Короткий визг распарываемой ткани вызвал в помутнённом сознании образ огромного, недовольного комара. Эйден чуть приоткрыл один глаз, надеясь, что гигантское насекомое не будет сильно ругаться.
- О… Очнулся? – угрюмый мужчина, с плохими зубами иблестящей красноватой лысиной на макушке, отложил в сторону нож, которым только что срезал повязку и распорол штанину. – Говорить можешь?
Эйден неуверенно помотал головой. Только начиная осознавать, что происходит вокруг и где он находится. В памяти проскакивали неясные, словно чёрно-белые, воспоминания о дороге. Трясущейся по ухабам телеге, стонах раненых и ругани офицеров.
- Нет?
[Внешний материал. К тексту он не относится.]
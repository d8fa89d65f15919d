//! # Point-Injection Helper
//!
//! Materializes a graph node as a real point feature in an output store,
//! used when exporting graph-node representations for visualization. No
//! selection or cost logic lives here — it is a coordinate-copy-and-write.

use crate::model::{CategoryList, FeatureKind, NodeId};
use crate::topology::Topology;
use crate::{Error, Result};

// ============================================================================
// Geometry buffer
// ============================================================================

/// Reusable coordinate buffer passed to a [`FeatureSink`] write.
#[derive(Debug, Clone, Default, PartialEq)]
pub struct Geometry {
    points: Vec<(f64, f64, f64)>,
}

impl Geometry {
    pub fn new() -> Self {
        Self::default()
    }

    /// Drop all coordinates, keeping the allocation.
    pub fn reset(&mut self) {
        self.points.clear();
    }

    pub fn append(&mut self, x: f64, y: f64, z: f64) {
        self.points.push((x, y, z));
    }

    pub fn points(&self) -> &[(f64, f64, f64)] {
        &self.points
    }

    pub fn len(&self) -> usize {
        self.points.len()
    }

    pub fn is_empty(&self) -> bool {
        self.points.is_empty()
    }
}

// ============================================================================
// FeatureSink Trait
// ============================================================================

/// Write access to an output feature store.
///
/// Only the single operation this crate needs is defined; full output
/// writing belongs to the vector engine.
pub trait FeatureSink {
    /// Append a feature of the given kind with the given geometry and
    /// categories.
    fn write(&mut self, kind: FeatureKind, geometry: &Geometry, cats: &CategoryList)
        -> Result<()>;
}

// ============================================================================
// Helper
// ============================================================================

/// Write one point feature into `out` at the coordinates of `node`,
/// carrying `cats` verbatim.
///
/// The scratch geometry is scoped to this call and fully released on every
/// path. Sink faults propagate unchanged.
pub fn add_point_on_node<T, S>(
    topo: &T,
    out: &mut S,
    node: NodeId,
    cats: &CategoryList,
) -> Result<()>
where
    T: Topology,
    S: FeatureSink,
{
    let (x, y, z) = topo.node_coordinates(node)?;
    let mut geometry = Geometry::new();
    geometry.append(x, y, z);
    out.write(FeatureKind::Point, &geometry, cats)
}

// ============================================================================
// MemorySink
// ============================================================================

/// In-memory output store collecting written features, for testing and
/// embedding.
#[derive(Debug, Default)]
pub struct MemorySink {
    written: Vec<(FeatureKind, Geometry, CategoryList)>,
    failing: bool,
}

impl MemorySink {
    pub fn new() -> Self {
        Self::default()
    }

    /// Make every write fail, to exercise fault propagation.
    pub fn set_failing(&mut self, failing: bool) {
        self.failing = failing;
    }

    pub fn written(&self) -> &[(FeatureKind, Geometry, CategoryList)] {
        &self.written
    }
}

impl FeatureSink for MemorySink {
    fn write(
        &mut self,
        kind: FeatureKind,
        geometry: &Geometry,
        cats: &CategoryList,
    ) -> Result<()> {
        if self.failing {
            return Err(Error::Write("simulated sink failure".into()));
        }
        self.written.push((kind, geometry.clone(), cats.clone()));
        Ok(())
    }
}

// ============================================================================
// Tests
// ============================================================================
Ну, может оно и к лучшему, - безразлично пожал плечами угрюмый, принимая из чьих-то рук закопчённый котелок, над которым поднимался белёсый пар. – Но всё равно на, закуси.
Эйдену сунули в зубы солоноватый на вкус кожаный ремешок. Крепкие руки придержали за плечи, ногу обожгло будто огнём, в нос ударил кислый запах крепкого вина.